Use UPC or EAN for retail products

UPC and EAN are not just visual styles. They are tied to retail product identification. GS1 US explains that a UPC symbol is encoded with a GTIN and is scanned at point of sale to identify the item and look up its price: GS1 US guide to UPCs.

If your product will sell through retailers, marketplaces, or distributors that require GS1 identifiers, get the correct barcode from the standards body or approved process. GS1 US also states that each variation of each product needs a unique barcode, such as different sizes, colors, styles, or packages: GS1 US get a barcode.

Use QR codes for URLs and richer scans

A QR code is useful when the label should open a webpage, asset record, maintenance form, safety document, or product information page. GS1 US describes QR codes as 2D barcodes frequently used for linking to information on the web, and notes that GS1 Digital Link can use QR codes to connect product identifiers to web-friendly data: GS1 US barcode types.

Do not choose QR only because it looks modern. A QR label still needs enough physical size, contrast, and quiet zone. If your floor team uses laser scanners that only read 1D barcodes, a QR-only label creates friction even if phones can read it.

Scanner compatibility check

Before printing the batch, scan a sample with the actual device and software that will read the label. A phone camera, a warehouse imager, a laser scanner, and a POS scanner can have very different format support.

Pre-print code choice checklist

  • doneReceiving systemConfirm what the POS, WMS, spreadsheet, app, or marketplace expects.
  • doneEncoded valueDecide whether the label should encode a SKU, GTIN, URL, location, asset ID, or platform barcode.
  • doneScanner typeCheck whether the scanner reads 1D only or 1D and 2D.
  • doneLabel sizeMake sure the selected format fits without crowding the quiet zone.
  • doneHuman fallbackPrint the readable ID below or near the code.
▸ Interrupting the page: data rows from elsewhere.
//! Type-safe price representation using decimal arithmetic.

use core::fmt;

use rust_decimal::Decimal;
use serde::{Deserialize, Serialize};

/// A price with currency information.
///
/// Amounts are kept as [`Decimal`] so that line totals and order totals
/// add up exactly (449.25 + 2 × 974.25 is 2398.75, not 2398.7499999).
#[derive(Debug, Clone, Copy, PartialEq, Eq, Serialize, Deserialize)]
pub struct Price {
    /// Amount in the currency's standard unit (rupees, not paise).
    pub amount: Decimal,
    /// ISO 4217 currency code.
    pub currency_code: CurrencyCode,
}

impl Price {
    /// Create a new price.
    #[must_use]
    pub const fn new(amount: Decimal, currency_code: CurrencyCode) -> Self {
        Self {
            amount,
            currency_code,
        }
    }

    /// Create a price in the storefront currency.
    #[must_use]
    pub const fn inr(amount: Decimal) -> Self {
        Self::new(amount, CurrencyCode::INR)
    }

    /// Format for display, e.g. `₹2,448.75` or `$1,234.50`.
    ///
    /// Rupee amounts use Indian digit grouping (`₹2,44,875.00`).
    #[must_use]
    pub fn display(&self) -> String {
        let rounded = self.amount.round_dp(2);
        let sign = if rounded.is_sign_negative() && !rounded.is_zero() {
            "-"
        } else {
            ""
        };
        let text = format!("{:.2}", rounded.abs());
        let (whole, fraction) = text.split_once('.').unwrap_or((text.as_str(), "00"));
        let grouped = group_digits(whole, self.currency_code.group_width());
        format!("{sign}{}{grouped}.{fraction}", self.currency_code.symbol())
    }
}

impl fmt::Display for Price {
    fn fmt(&self, f: &mut fmt::Formatter<'_>) -> fmt::Result {
        f.write_str(&self.display())
    }
}

/// Insert thousands separators. The last three digits always form a group;
/// the remaining digits are grouped by `width` (2 for the Indian system).
fn group_digits(digits: &str, width: usize) -> String {
    if digits.len() <= 3 {
        return digits.to_owned();
    }
    let (mut rest, last) = digits.split_at(digits.len() - 3);
    let mut groups = vec![last];
    while rest.len() > width {
        let (head, group) = rest.split_at(rest.len() - width);
        groups.push(group);
        rest = head;
    }
    groups.push(rest);
    groups.reverse();
    groups.join(",")
}

/// ISO 4217 currency codes.
#[derive(Debug, Clone, Copy, PartialEq, Eq, Hash, Serialize, Deserialize, Default)]
pub enum CurrencyCode {
    #[default]
    INR,
    USD,
    EUR,
    GBP,
}

impl CurrencyCode {
    /// Display symbol for the currency.
    #[must_use]
    pub const fn symbol(self) -> &'static str {
        match self {
            Self::INR => "₹",
            Self::USD => "$",
            Self::EUR => "€",
            Self::GBP => "£",
        }
    }

    /// ISO code as a string.
    #[must_use]
    pub const fn code(self) -> &'static str {
        match self {
            Self::INR => "INR",
            Self::USD => "USD",
            Self::EUR => "EUR",
            Self::GBP => "GBP",
        }
    }

    const fn group_width(self) -> usize {
        match self {
            Self::INR => 2,
            Self::USD | Self::EUR | Self::GBP => 3,
        }
    }
}

impl fmt::Display for CurrencyCode {
    fn fmt(&self, f: &mut fmt::Formatter<'_>) -> fmt::Result {
        f.write_str(self.code())
    }
}
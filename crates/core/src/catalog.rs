//! The fixed medicine catalog.
//!
//! The catalog is a read-only constant table. Nothing in the storefront adds,
//! edits, or restocks items; `quantity_available` is informational only.

use std::sync::LazyLock;

use rust_decimal::Decimal;
use serde::{Deserialize, Serialize};

use crate::types::{Price, ProductId};

/// A medicine offered by the storefront.
#[derive(Debug, Clone, PartialEq, Eq, Serialize, Deserialize)]
pub struct CatalogItem {
    pub id: ProductId,
    pub name: String,
    pub description: String,
    /// Unit price in rupees.
    pub price: Decimal,
    /// Path of the product image under `/static`.
    pub image: String,
    pub category: String,
    pub dosage: String,
    /// Units in stock, shown to the shopper but never decremented.
    pub quantity_available: u32,
}

impl CatalogItem {
    /// Unit price with currency.
    #[must_use]
    pub const fn unit_price(&self) -> Price {
        Price::inr(self.price)
    }

    /// Whether the item matches a free-text search.
    ///
    /// Matches case-insensitively on name or category. An empty query
    /// matches everything.
    #[must_use]
    pub fn matches(&self, query: &str) -> bool {
        let query = query.trim().to_lowercase();
        query.is_empty()
            || self.name.to_lowercase().contains(&query)
            || self.category.to_lowercase().contains(&query)
    }
}

#[allow(clippy::too_many_arguments)]
fn item(
    id: i64,
    name: &str,
    description: &str,
    paise: i64,
    image: &str,
    category: &str,
    dosage: &str,
    quantity_available: u32,
) -> CatalogItem {
    CatalogItem {
        id: ProductId::new(id),
        name: name.to_owned(),
        description: description.to_owned(),
        price: Decimal::new(paise, 2),
        image: image.to_owned(),
        category: category.to_owned(),
        dosage: dosage.to_owned(),
        quantity_available,
    }
}

static CATALOG: LazyLock<Vec<CatalogItem>> = LazyLock::new(|| {
    vec![
        item(
            1,
            "Paracetamol",
            "Pain reliever and fever reducer. Effective for headaches, muscle aches, arthritis, backaches, toothaches, colds, and fevers.",
            44_925,
            "/static/images/paracetamol.svg",
            "Pain Relief",
            "500mg",
            100,
        ),
        item(
            2,
            "Amoxicillin",
            "Antibiotic medication used to treat bacterial infections. Effective against respiratory tract, ear, nose, throat infections.",
            97_425,
            "/static/images/amoxicillin.svg",
            "Antibiotics",
            "250mg",
            50,
        ),
        item(
            3,
            "Vitamin C",
            "Essential nutrient for immune system support. Helps maintain healthy skin, blood vessels, bones and cartilage.",
            67_425,
            "/static/images/vitamin-c.svg",
            "Vitamins",
            "1000mg",
            200,
        ),
        item(
            4,
            "Aspirin",
            "Blood-thinning pain reliever. Used for pain, fever, and inflammation. Also prescribed for heart attack prevention.",
            52_425,
            "/static/images/aspirin.svg",
            "Pain Relief",
            "325mg",
            150,
        ),
        item(
            5,
            "Omeprazole",
            "Reduces stomach acid production. Treats heartburn, acid reflux, and gastroesophageal reflux disease (GERD).",
            119_925,
            "/static/images/omeprazole.svg",
            "Digestive Health",
            "20mg",
            75,
        ),
        item(
            6,
            "Ibuprofen",
            "Nonsteroidal anti-inflammatory drug (NSAID) used to reduce fever and treat pain or inflammation.",
            59_925,
            "/static/images/ibuprofen.svg",
            "Pain Relief",
            "200mg",
            120,
        ),
        item(
            7,
            "Cetirizine",
            "Antihistamine used to relieve allergy symptoms such as watery eyes, runny nose, itching eyes/nose, and sneezing.",
            74_925,
            "/static/images/cetirizine.svg",
            "Allergy Relief",
            "10mg",
            90,
        ),
        item(
            8,
            "Metformin",
            "Oral diabetes medicine that helps control blood sugar levels in patients with type 2 diabetes.",
            89_925,
            "/static/images/metformin.svg",
            "Diabetes",
            "500mg",
            60,
        ),
    ]
});

/// Every catalog item, in display order.
#[must_use]
pub fn all() -> &'static [CatalogItem] {
    &CATALOG
}

/// Look up a catalog item by id.
#[must_use]
pub fn find(id: ProductId) -> Option<&'static CatalogItem> {
    CATALOG.iter().find(|item| item.id == id)
}

/// Catalog items matching a free-text query, in display order.
pub fn search(query: &str) -> impl Iterator<Item = &'static CatalogItem> + '_ {
    CATALOG.iter().filter(move |item| item.matches(query))
}

#[cfg(test)]
#[allow(clippy::unwrap_used)]
mod tests {
    use super::*;

    #[test]
    fn test_catalog_ids_are_unique() {
        let mut ids: Vec<_> = all().iter().map(|item| item.id).collect();
        ids.sort();
        ids.dedup();
        assert_eq!(ids.len(), all().len());
        assert_eq!(all().len(), 8);
    }

    #[test]
    fn test_find() {
        let item = find(ProductId::new(2)).unwrap();
        assert_eq!(item.name, "Amoxicillin");
        assert_eq!(item.price, Decimal::new(97_425, 2));
        assert!(find(ProductId::new(99)).is_none());
    }

    #[test]
    fn test_search_by_name_and_category() {
        let names: Vec<_> = search("pain").map(|item| item.name.as_str()).collect();
        assert_eq!(names, ["Paracetamol", "Aspirin", "Ibuprofen"]);

        let names: Vec<_> = search("OMEP").map(|item| item.name.as_str()).collect();
        assert_eq!(names, ["Omeprazole"]);

        assert_eq!(search("   ").count(), 8);
        assert_eq!(search("antacid").count(), 0);
    }

    #[test]
    fn test_unit_price_display() {
        assert_eq!(find(ProductId::new(5)).unwrap().unit_price().display(), "₹1,199.25");
    }
}
//! Typed delegation-service routes and their URLs.

use url::Url;

/// `GET /nip05?nip05=<identifier>`
#[derive(Debug, Clone, PartialEq, Eq)]
pub struct Nip05Request {
    pub nip05: String,
}

impl Nip05Request {
    /// `None` for a blank identifier; surrounding whitespace is dropped.
    pub fn new(nip05: &str) -> Option<Self> {
        let nip05 = nip05.trim();
        (!nip05.is_empty()).then(|| Self {
            nip05: nip05.to_string(),
        })
    }
}

/// `GET /image_proxy?url=<image>[&width=..][&height=..][&ratio=..]`
#[derive(Debug, Clone, PartialEq, Eq)]
pub struct ImageProxyRequest {
    pub url: String,
    pub width: Option<u32>,
    pub height: Option<u32>,
    pub ratio: Option<String>,
}

impl ImageProxyRequest {
    pub fn new(url: impl Into<String>) -> Self {
        Self {
            url: url.into(),
            width: None,
            height: None,
            ratio: None,
        }
    }

    pub fn width(mut self, width: u32) -> Self {
        self.width = Some(width);
        self
    }

    pub fn height(mut self, height: u32) -> Self {
        self.height = Some(height);
        self
    }

    pub fn ratio(mut self, ratio: impl Into<String>) -> Self {
        self.ratio = Some(ratio.into());
        self
    }
}

#[derive(Debug, Clone, PartialEq, Eq)]
pub enum DelegationRoute {
    Nip05(Nip05Request),
    ImageProxy(ImageProxyRequest),
    /// Instance health check used before enabling the service.
    IsGood,
}

impl DelegationRoute {
    pub fn path(&self) -> &'static str {
        match self {
            DelegationRoute::Nip05(_) => "nip05",
            DelegationRoute::ImageProxy(_) => "image_proxy",
            DelegationRoute::IsGood => "is_good",
        }
    }

    fn query_pairs(&self) -> Vec<(&'static str, String)> {
        match self {
            DelegationRoute::Nip05(request) => vec![("nip05", request.nip05.clone())],
            DelegationRoute::ImageProxy(request) => {
                let mut pairs = vec![("url", request.url.clone())];
                if let Some(width) = request.width {
                    pairs.push(("width", width.to_string()));
                }
                if let Some(height) = request.height {
                    pairs.push(("height", height.to_string()));
                }
                if let Some(ratio) = &request.ratio {
                    pairs.push(("ratio", ratio.clone()));
                }
                pairs
            }
            DelegationRoute::IsGood => Vec::new(),
        }
    }

    /// Full request URL under `base`, with the shared secret appended as
    /// `pass` when one is configured.
    pub(crate) fn url(&self, base: &Url, secret: Option<&str>) -> Option<Url> {
        let joined = format!("{}/{}", base.as_str().trim_end_matches('/'), self.path());
        let mut url = Url::parse(&joined).ok()?;

        let mut pairs = self.query_pairs();
        if let Some(secret) = secret.filter(|secret| !secret.is_empty()) {
            pairs.push(("pass", secret.to_string()));
        }
        if !pairs.is_empty() {
            url.query_pairs_mut().extend_pairs(pairs);
        }
        Some(url)
    }
}
//! Reconnect backoff for relay sessions.
//!
//! Delays double from the initial interval up to the cap and never run out:
//! a relay is retried forever at the capped interval. The sequence carries no
//! jitter so it is monotonically non-decreasing.

use std::time::Duration;

#[derive(Clone, Debug)]
pub struct ReconnectBackoff {
    initial: Duration,
    max: Duration,
    attempt: u32,
}

impl ReconnectBackoff {
    pub fn new(initial: Duration, max: Duration) -> Self {
        Self {
            initial,
            max: max.max(initial),
            attempt: 0,
        }
    }

    /// Delay before the next reconnect attempt.
    pub fn next_delay(&mut self) -> Duration {
        // min(initial * 2^attempt, max)
        let initial_ms = self.initial.as_millis();
        let max_ms = self.max.as_millis();
        let multiplier = 1u128.checked_shl(self.attempt.min(63)).unwrap_or(u128::MAX);
        let capped_ms = initial_ms.saturating_mul(multiplier).min(max_ms);

        self.attempt = self.attempt.saturating_add(1);
        Duration::from_millis(capped_ms.min(u128::from(u64::MAX)) as u64)
    }

    pub fn reset(&mut self) {
        self.attempt = 0;
    }

    /// Number of delays handed out since the last reset.
    pub fn attempt(&self) -> u32 {
        self.attempt
    }
}

impl Default for ReconnectBackoff {
    fn default() -> Self {
        Self::new(Duration::from_secs(1), Duration::from_secs(60))
    }
}

#[cfg(test)]
mod tests {
    use super::*;

    #[test]
    fn doubles_until_cap() {
        let mut backoff = ReconnectBackoff::default();
        let delays: Vec<u64> = (0..9).map(|_| backoff.next_delay().as_secs()).collect();
        assert_eq!(delays, vec![1, 2, 4, 8, 16, 32, 60, 60, 60]);
    }

    #[test]
    fn sequence_is_monotonic_and_never_exhausts() {
        let mut backoff = ReconnectBackoff::new(Duration::from_millis(30), Duration::from_secs(5));
        let mut previous = Duration::ZERO;
        for _ in 0..500 {
            let delay = backoff.next_delay();
            assert!(delay >= previous);
            assert!(delay <= Duration::from_secs(5));
            previous = delay;
        }
        assert_eq!(previous, Duration::from_secs(5));
        assert_eq!(backoff.attempt(), 500);
    }

    #[test]
    fn reset_restarts_from_initial() {
        let mut backoff = ReconnectBackoff::default();
        backoff.next_delay();
        backoff.next_delay();
        assert_eq!(backoff.attempt(), 2);

        backoff.reset();
        assert_eq!(backoff.attempt(), 0);
        assert_eq!(backoff.next_delay(), Duration::from_secs(1));
    }

    #[test]
    fn cap_below_initial_is_raised() {
        let mut backoff = ReconnectBackoff::new(Duration::from_secs(2), Duration::from_secs(1));
        assert_eq!(backoff.next_delay(), Duration::from_secs(2));
        assert_eq!(backoff.next_delay(), Duration::from_secs(2));
    }
}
If you are still designing the full workflow, start with Getting Started with Barcode Labels for Small Teams. Once the format is chosen, run the barcode label design checklist before printing more than a few samples.

Next step

Pick the code type from the scan destination, create 3 to 10 sample labels in Label Codes, and test them with the real scanner before building the full label batch.

Barcode type questions

Can I use a SKU as a barcode?
Yes, for internal workflows when your system expects that SKU. A SKU barcode is not the same as a UPC, EAN, GTIN, ASIN, or marketplace barcode.
Is a QR code better than Code 128?
Not automatically. QR is better for URLs and richer data. Code 128 is often faster and simpler when the scan target is a short internal ID.
Can one label include both a barcode and a QR code?
Yes, but only if each code has a clear purpose and enough quiet zone. Avoid dual codes when they confuse the scanner or the person applying the label.